Por isso agora os repórteres cercam o mago, que mal teve tempo de pôr de lado o seu grandioso arco. Eles vêm em horda, simpáticos, cordiais, íntimos, íntimos como só os repórteres conseguem ser.

- É verdade que escreveu O Alquimista em quinze dias?

- Sim. Todos os meus livros são escritos num período de duas a quatro semanas.

- Você recebe... algum espírito?

- Escute. Escrevo. Mas levo no mínimo dois anos pensando. A revisão dura mais uns quatro meses.

- Os fatos narrados em As Valkírias são reais?

- Que fatos?

- Aqueles... pra dizer a verdade, o editor me mandou fazer a pergunta.

- O episódio mais importante, o encontro com o anjo, aconteceu realmente.

- Como é o anjo?

- Tem asas.

- O que faz um Nobel de literatura?

- Escreve.

- E que mais?

- Bebe, come... e transforma o que come em coisas menos nobres.

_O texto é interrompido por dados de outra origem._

// ---------------------------------------------------------------------------------------------
// Interop
// ---------------------------------------------------------------------------------------------

#[derive(Clone, Copy, Debug, PartialEq, Eq)]
pub enum InteropCall {
    SetShareHandle(SharedSurface),
    Register(SharedSurface),
    Lock(InteropObject),
    Unlock(InteropObject),
    Unregister(InteropObject),
}

#[derive(Default)]
struct InteropState {
    calls: Vec<InteropCall>,
    next_object: usize,
    registrations: usize,
    fail_share_handle: bool,
    fail_register_at: Option<usize>,
    failing_locks: HashSet<InteropObject>,
    locks: usize,
    unlocks: usize,
}

#[derive(Clone, Default)]
pub struct MockInterop {
    state: Arc<Mutex<InteropState>>,
}

impl MockInterop {
    pub fn new() -> Self {
        Self::default()
    }

    pub fn calls(&self) -> Vec<InteropCall> {
        self.state.lock().calls.clone()
    }

    pub fn fail_share_handle(&self, fail: bool) {
        self.state.lock().fail_share_handle = fail;
    }

    /// ### English
    /// Makes the `index`-th registration (0-based) fail.
    ///
    /// ### 中文
    /// 使第 `index` 次注册（从 0 开始）失败。
    pub fn fail_register_at(&self, index: usize) {
        self.state.lock().fail_register_at = Some(index);
    }

    pub fn fail_lock(&self, object: InteropObject) {
        self.state.lock().failing_locks.insert(object);
    }

    /// ### English
    /// Lock attempts, refused ones included.
    ///
    /// ### 中文
    /// 加锁尝试次数（包括被拒绝的）。
    pub fn lock_count(&self) -> usize {
        self.state.lock().locks
    }

    pub fn unlock_count(&self) -> usize {
        self.state.lock().unlocks
    }
}

impl InteropDevice for MockInterop {
    fn set_share_handle(&self, surface: &SharedSurface) -> Result<()> {
        let mut state = self.state.lock();
        state.calls.push(InteropCall::SetShareHandle(*surface));
        if state.fail_share_handle {
            return Err(BridgeError::MissingEntryPoint("wglDXSetResourceShareHandleNV"));
        }
        Ok(())
    }

    fn register(&self, surface: &SharedSurface, _name: u32, _target: u32) -> Option<InteropObject> {
        let mut state = self.state.lock();
        state.calls.push(InteropCall::Register(*surface));
        let index = state.registrations;
        state.registrations += 1;
        if state.fail_register_at == Some(index) {
            return None;
        }
        state.next_object += 1;
        InteropObject::from_raw(state.next_object)
    }

    fn lock(&self, object: InteropObject) -> bool {
        let mut state = self.state.lock();
        state.calls.push(InteropCall::Lock(object));
        state.locks += 1;
        !state.failing_locks.contains(&object)
    }

    fn unlock(&self, object: InteropObject) -> bool {
        let mut state = self.state.lock();
        state.calls.push(InteropCall::Unlock(object));
        state.unlocks += 1;
        true
    }

    fn unregister(&self, object: InteropObject) -> bool {
        self.state.lock().calls.push(InteropCall::Unregister(object));
        true
    }
}

// ---------------------------------------------------------------------------------------------
// GL
// ---------------------------------------------------------------------------------------------

#[derive(Clone, Debug, PartialEq)]
pub enum GlCall {
    CreateColorObject(ObjectKind, u32),
    DeleteColorObject(ObjectKind, u32),
    CreateFramebuffer(u32),
    DeleteFramebuffer(u32),
    AttachColor(ConsumerSlot),
    SetViewport(PhysicalSize<u32>),
    BindDefaultFramebuffer,
    SelectDrawBuffer(u32),
    BlitFlipped(u32, PhysicalSize<u32>),
    DrawTexturedQuad(u32),
    FillCorner(u32, u32, [f32; 3]),
}

struct GlState {
    calls: Vec<GlCall>,
    next_name: u32,
    live: usize,
    framebuffer_status: u32,
    fail_textured_quad: bool,
}

#[derive(Clone)]
pub struct MockGl {
    state: Arc<Mutex<GlState>>,
}

impl MockGl {
    pub fn new() -> Self {
        Self {
            state: Arc::new(Mutex::new(GlState {
                calls: Vec::new(),
                next_name: 0,
                live: 0,
                framebuffer_status: glow::FRAMEBUFFER_COMPLETE,
                fail_textured_quad: false,
            })),
        }
    }

    pub fn calls(&self) -> Vec<GlCall> {
        self.state.lock().calls.clone()
    }

    pub fn set_framebuffer_status(&self, status: u32) {
        self.state.lock().framebuffer_status = status;
    }

    pub fn fail_textured_quad(&self, fail: bool) {
        self.state.lock().fail_textured_quad = fail;
    }

    /// ### English
    /// Colour objects and framebuffers created and not yet deleted.
    ///
    /// ### 中文
    /// 已创建且尚未删除的颜色对象与帧缓冲数。
    pub fn live_objects(&self) -> usize {
        self.state.lock().live
    }

    fn record(&self, call: GlCall) {
        self.state.lock().calls.push(call);
    }

    fn allocate(&self) -> u32 {
        let mut state = self.state.lock();
        state.next_name += 1;
        state.live += 1;
        state.next_name
    }

    fn release(&self) {
        let mut state = self.state.lock();
        state.live = state.live.saturating_sub(1);
    }
}

impl ConsumerGl for MockGl {
    fn info(&self) -> GlInfo {
        GlInfo {
            version: "4.6 mock".to_string(),
            vendor: "stereo-bridge".to_string(),
            renderer: "MockGl".to_string(),
            max_texture_size: 16384,
        }
    }

    fn create_color_object(&self, kind: ObjectKind) -> Result<u32> {
        let name = self.allocate();
        self.record(GlCall::CreateColorObject(kind, name));
        Ok(name)
    }

    fn delete_color_object(&self, kind: ObjectKind, object: u32) {
        self.release();
        self.record(GlCall::DeleteColorObject(kind, object));
    }

    fn create_framebuffer(&self) -> Result<u32> {
        let name = self.allocate();
        self.record(GlCall::CreateFramebuffer(name));
        Ok(name)
    }

    fn delete_framebuffer(&self, framebuffer: u32) {
        self.release();
        self.record(GlCall::DeleteFramebuffer(framebuffer));
    }

    fn attach_color(&self, slot: &ConsumerSlot) -> u32 {
        self.record(GlCall::AttachColor(*slot));
        self.state.lock().framebuffer_status
    }

    fn set_viewport(&self, size: PhysicalSize<u32>) {
        self.record(GlCall::SetViewport(size));
    }

    fn bind_default_framebuffer(&self) {
        self.record(GlCall::BindDefaultFramebuffer);
    }

    fn select_draw_buffer(&self, buffer: u32) {
        self.record(GlCall::SelectDrawBuffer(buffer));
    }

    fn blit_flipped(&self, framebuffer: u32, size: PhysicalSize<u32>) {
        self.record(GlCall::BlitFlipped(framebuffer, size));
    }

    fn draw_textured_quad(&self, texture: u32) -> Result<()> {
        if self.state.lock().fail_textured_quad {
            return Err(BridgeError::GlObject {
                what: "quad program",
            });
        }
        self.record(GlCall::DrawTexturedQuad(texture));
        Ok(())
    }

    fn fill_corner(&self, buffer: u32, size: u32, rgb: [f32; 3]) {
        self.record(GlCall::FillCorner(buffer, size, rgb));
    }
}

// ---------------------------------------------------------------------------------------------
// Display surface and backend
// ---------------------------------------------------------------------------------------------

struct SurfaceState {
    size: PhysicalSize<u32>,
    samples: u32,
    swaps: usize,
    shown: bool,
}

#[derive(Clone)]
pub struct MockSurface {
    state: Arc<Mutex<SurfaceState>>,
}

- O senhor conseguiu o Nobel aos 61 anos. Cedo, não?

- Eu deveria esperar meus 87?

- Em O demônio e a srta. Prym, o senhor responde à pergunta o homem é bom?

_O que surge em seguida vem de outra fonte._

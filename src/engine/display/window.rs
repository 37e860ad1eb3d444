use std::sync::Arc;

use tracing::{debug, info, trace, warn};

use super::{
    DisplayBackend, DisplayEvent, DisplaySurface, EventHandler, EventSink, Flow, SourceWindow,
    SurfaceRequest,
};
use crate::engine::error::Result;
use crate::engine::frame::SharedSurfaceSet;
use crate::engine::interop::ObjectKind;
use crate::engine::lifecycle::ConsumerResources;
use crate::engine::present::{ConsumerGl, CopyMode, PaintReport, Presenter};
use crate::engine::settings::BridgeSettings;
use crate::engine::stats::FrameStats;
use crate::engine::sync::FrameDoneSignal;

/// ### English
/// Everything the display window needs from the producer side.
///
/// ### 中文
/// 显示窗口从生产者侧获得的全部输入。
pub struct WindowConfig {
    pub settings: BridgeSettings,
    /// ### English
    /// Producer multisample count the display surface should match (`0` = none).
    ///
    /// ### 中文
    /// 显示表面应匹配的生产者多重采样数（`0` = 无）。
    pub samples_dx: u32,
    pub ring: Arc<SharedSurfaceSet>,
    pub stats: Arc<FrameStats>,
    pub signal: Arc<FrameDoneSignal>,
    pub source: Arc<dyn SourceWindow>,
    pub events: EventSink,
}

/// ### English
/// The display surface laid over the source window, with the GL objects that read the ring.
///
/// Field order is drop order: the interop device closes before the GL context goes away.
///
/// ### 中文
/// 覆盖在源窗口之上的显示表面，以及读取环的 GL 对象。
///
/// 字段顺序即 drop 顺序：interop 设备先于 GL 上下文关闭。
pub struct DisplayWindow<B: DisplayBackend> {
    presenter: Presenter,
    resources: ConsumerResources,
    interop: B::Interop,
    gl: B::Gl,
    surface: B::Surface,
    source: Arc<dyn SourceWindow>,
    signal: Arc<FrameDoneSignal>,
    stats: Arc<FrameStats>,
}

impl<B: DisplayBackend> DisplayWindow<B> {
    /// ### English
    /// Creates the display surface, opens the interop device and registers every ring slot.
    ///
    /// Any failure drops whatever was created so far and returns the error; the caller decides
    /// how the session ends.
    ///
    /// ### 中文
    /// 创建显示表面、打开 interop 设备并注册所有环槽位。
    ///
    /// 任一步失败都会丢弃已创建的对象并返回错误；会话如何结束由调用方决定。
    pub fn create(backend: &mut B, config: WindowConfig) -> Result<Self> {
        let WindowConfig {
            settings,
            samples_dx,
            ring,
            stats,
            signal,
            source,
            events,
        } = config;

        source.suppress_background_erase();

        let samples = if settings.match_original_msaa {
            info!(samples_dx, "display surface will match the producer's multisampling");
            samples_dx
        } else {
            info!("display surface multisampling not matched to the producer");
            0
        };

        let request = SurfaceRequest {
            size: source.client_size(),
            samples,
            stereo: backend.stereo_available(),
            parent: source.handle(),
        };
        debug!(?request, "creating display surface");
        let surface = backend.create_surface(&request, events)?;
        if surface.samples() != samples {
            warn!(
                requested = samples,
                obtained = surface.samples(),
                "display surface multisampling differs from the request; interop registration may fail"
            );
        }

        let gl = backend.load_gl(&surface)?;
        let gl_info = gl.info();
        info!(
            version = %gl_info.version,
            vendor = %gl_info.vendor,
            renderer = %gl_info.renderer,
            samples = surface.samples(),
            max_texture_size = gl_info.max_texture_size,
            "display GL context"
        );

        let interop = backend.open_interop(&surface)?;
        let kind = if settings.use_texture {
            ObjectKind::Texture
        } else {
            ObjectKind::Renderbuffer
        };
        let resources = ConsumerResources::create(&gl, &interop, &ring, kind, surface.samples())?;

        let size = surface.size();
        gl.set_viewport(size);
        let presenter = Presenter::new(
            ring,
            stats.clone(),
            size,
            CopyMode::select(settings.use_texture, settings.match_original_msaa),
            settings.stereo_indicator,
        );

        Ok(Self {
            presenter,
            resources,
            interop,
            gl,
            surface,
            source,
            signal,
            stats,
        })
    }

    /// ### English
    /// Shows the surface without taking focus from the source window.
    ///
    /// ### 中文
    /// 显示表面但不从源窗口夺取焦点。
    pub fn show(&self) {
        self.surface.show_no_activate();
    }

    #[inline]
    pub fn pump_messages(&self) {
        self.surface.pump_messages();
    }

    #[inline]
    pub fn presenter(&self) -> &Presenter {
        &self.presenter
    }

    pub fn paint(&mut self) -> PaintReport {
        self.presenter.paint(
            &self.gl,
            &self.interop,
            &self.surface,
            self.resources.slots(),
            &self.signal,
        )
    }

    fn redraw(&mut self) {
        if !self.surface.request_redraw() {
            self.paint();
        }
    }

    /// ### English
    /// Releases the display-side slot objects and logs the session report. Idempotent.
    ///
    /// ### 中文
    /// 释放显示侧槽位对象并输出会话报告；幂等。
    pub fn teardown(&mut self) {
        if self.resources.is_destroyed() {
            return;
        }
        self.resources.destroy(&self.gl, &self.interop);
        self.stats.log_report();
    }
}

impl<B: DisplayBackend> EventHandler for DisplayWindow<B> {
    fn handle(&mut self, event: DisplayEvent) -> Flow {
        trace!(?event, "display event");
        match event {
            DisplayEvent::NewFrame => self.redraw(),
            DisplayEvent::Paint => {
                self.paint();
            }
            DisplayEvent::Resize(size) => {
                self.gl.set_viewport(size);
                self.presenter.set_size(size);
                self.redraw();
            }
            DisplayEvent::Input(input) => self.source.forward_input(input),
            DisplayEvent::Close => self.source.request_close(),
            DisplayEvent::Quit => return Flow::Exit,
        }
        Flow::Continue
    }
}

impl<B: DisplayBackend> Drop for DisplayWindow<B> {
    fn drop(&mut self) {
        self.resources.destroy(&self.gl, &self.interop);
    }
}

#[cfg(test)]
mod tests {
    use dpi::PhysicalSize;

    use super::*;
    use crate::engine::capture::CaptureController;
    use crate::engine::display::{ButtonAction, InputEvent, MouseButton};
    use crate::engine::error::BridgeError;
    use crate::engine::frame::Channel;
    use crate::engine::testing::{
        GlCall, MockBackend, MockProducer, MockSourceWindow, SourceCall, install_test_surfaces,
    };

    struct Fixture {
        backend: MockBackend,
        source: Arc<MockSourceWindow>,
        ring: Arc<SharedSurfaceSet>,
        stats: Arc<FrameStats>,
        signal: Arc<FrameDoneSignal>,
    }

    fn fixture() -> Fixture {
        let ring = Arc::new(SharedSurfaceSet::new(2));
        install_test_surfaces(&ring);
        Fixture {
            backend: MockBackend::new(),
            source: Arc::new(MockSourceWindow::new(PhysicalSize::new(800, 600))),
            ring,
            stats: Arc::new(FrameStats::new()),
            signal: Arc::new(FrameDoneSignal::new()),
        }
    }

    impl Fixture {
        fn config(&self, settings: BridgeSettings, samples_dx: u32) -> WindowConfig {
            WindowConfig {
                settings,
                samples_dx,
                ring: self.ring.clone(),
                stats: self.stats.clone(),
                signal: self.signal.clone(),
                source: self.source.clone(),
                events: EventSink::channel().0,
            }
        }

        fn window(&mut self) -> DisplayWindow<MockBackend> {
            let config = self.config(BridgeSettings::default(), 0);
            DisplayWindow::create(&mut self.backend, config).unwrap()
        }
    }

    #[test]
    fn test_create_requests_surface_over_source() {
        let mut fx = fixture();
        fx.backend.set_stereo_available(true);
        let config = fx.config(BridgeSettings::default(), 4);
        let window = DisplayWindow::create(&mut fx.backend, config).unwrap();

        let request = fx.backend.last_request().unwrap();
        assert_eq!(request.size, PhysicalSize::new(800, 600));
        assert_eq!(request.samples, 4);
        assert!(request.stereo);
        assert_eq!(request.parent, fx.source.handle());
        assert!(fx.source.calls().contains(&SourceCall::SuppressBackgroundErase));
        assert_eq!(window.presenter().size(), PhysicalSize::new(800, 600));
        assert_eq!(window.presenter().copy_mode(), CopyMode::Blit);
    }

    #[test]
    fn test_unmatched_msaa_requests_no_samples() {
        let mut fx = fixture();
        let settings = BridgeSettings {
            match_original_msaa: false,
            ..BridgeSettings::default()
        };
        let config = fx.config(settings, 8);
        DisplayWindow::create(&mut fx.backend, config).unwrap();
        assert_eq!(fx.backend.last_request().unwrap().samples, 0);
    }

    #[test]
    fn test_interop_open_failure_is_reported() {
        let mut fx = fixture();
        fx.backend.fail_open_interop(true);
        let config = fx.config(BridgeSettings::default(), 0);
        let result = DisplayWindow::create(&mut fx.backend, config);
        assert!(matches!(result, Err(BridgeError::InteropOpen)));
    }

    #[test]
    fn test_new_frame_paints_through_redraw() {
        let mut fx = fixture();
        let mut window = fx.window();
        let producer = MockProducer::new();
        let mut capture = CaptureController::new(fx.ring.clone(), fx.stats.clone());
        capture.begin_capture(&producer).unwrap();
        capture.end_capture(Channel::Mono);

        assert_eq!(window.handle(DisplayEvent::NewFrame), Flow::Continue);
        assert_eq!(window.presenter().read_index(), 1);
        assert_eq!(fx.backend.surface_swaps(), 1);
        assert!(fx.signal.wait_for_display(std::time::Duration::ZERO));
    }

    #[test]
    fn test_resize_updates_viewport_and_presenter() {
        let mut fx = fixture();
        let mut window = fx.window();
        let size = PhysicalSize::new(1024, 768);
        window.handle(DisplayEvent::Resize(size));
        assert_eq!(window.presenter().size(), size);
        assert!(fx.backend.gl_calls().contains(&GlCall::SetViewport(size)));
    }

    #[test]
    fn test_input_and_close_are_forwarded() {
        let mut fx = fixture();
        let mut window = fx.window();
        let click = InputEvent::MouseButton {
            button: MouseButton::Left,
            action: ButtonAction::DoubleClick,
            x: 10,
            y: 20,
            modifiers: 0,
        };
        window.handle(DisplayEvent::Input(click));
        window.handle(DisplayEvent::Close);
        let calls = fx.source.calls();
        assert!(calls.contains(&SourceCall::ForwardInput(click)));
        assert!(calls.contains(&SourceCall::RequestClose));
    }

    #[test]
    fn test_quit_exits_and_teardown_is_idempotent() {
        let mut fx = fixture();
        let mut window = fx.window();
        assert_eq!(window.handle(DisplayEvent::Quit), Flow::Exit);
        window.teardown();
        window.teardown();
        drop(window);
        assert_eq!(fx.backend.gl_live_objects(), 0);
    }
}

- Eu não sei. O repórter é bom?

- Como, senhor?

- Essa pergunta não tem resposta. Um anjo e um demônio estão sempre do nosso lado....,

- O senhor é um anjo?

- ... o que irá se manifestar é aquele que escutamos mais....

- O senhor é um anjo?

- É melhor prestar atenção ao que estou dizendo.... O livro mostra este duelo, e mostra também como a sociedade pode manipular o conceito de "bondade".

- Que livro?

- ......

- O senhor é um demônio? (Outras vozes) O senhor é alquimista? O senhor é autobiográfico?

- Acredito no conceito de "Anima Mundi"...

- Imundo?

- ...Alma do mundo.... cada pessoa, através da total dedicação ao que faz, entra em contacto com a inspiração do universo - e é daí que vêm os meus personagens

- Isso dá muitos dólares, não dá?

... do amor pela vida e pelas coisas que vivo.

- Vários de seus livros são narrados do ponto de vista feminino. Como um homem consegue retratar tão fielmente as mulheres?

- Quando escrevo um livro estou sobretudo tentando resolver algo comigo mesmo.

- O senhor é gay? Perdão. O senhor teve experiência gay?

- ...Eu preciso me entender e achei na literatura a melhor maneira de fazer exatamente isso. Eu sou os meus personagens e eles encarnam meu espírito. Se consigo então escrever do ponto de vista de mulheres é que deixo meu lado feminino se expressar sem entraves.

- Quais são seus autores preferidos?

- J.L Borges, William Blake, Jorge Amado, Henry Miller.

- Só?

- Que livros a senhora já leu de Paulo Coelho?

- Muitos. O Alqumista. O Bruxo....

- Entendo. Do quê a senhora gostou mais no livro O Bruxo?

- Ah, tudo, não é?

- Maravilha.

- O senhor sabia que o publicitário Olivetto declarou que o senhor é a nossa Coca-Cola?

- Lindo. E qual o slogan, eu poderia saber?

- Paulo Coelho é que é.

O escritor, como um guerreiro da luz, então pega o arco e a flecha. Os repórteres, ainda que não tenham lido a Odisséia, e por isso, portanto, olvidem a volta de Odisseu ao palácio, os repórteres ainda assim recuam e abandonam o campo. A prudência é que é.

(*) Escritor, jornalista, colaborador do Observatório da Imprensa, membro da redação de La Insignia, na Espanha. Publicou o romance “Os Corações Futuristas”, cuja paisagem é a ditadura Médici. Tem inédito “O Caso Dom Vital”, uma sátira ao ensino em colégios brasileiros.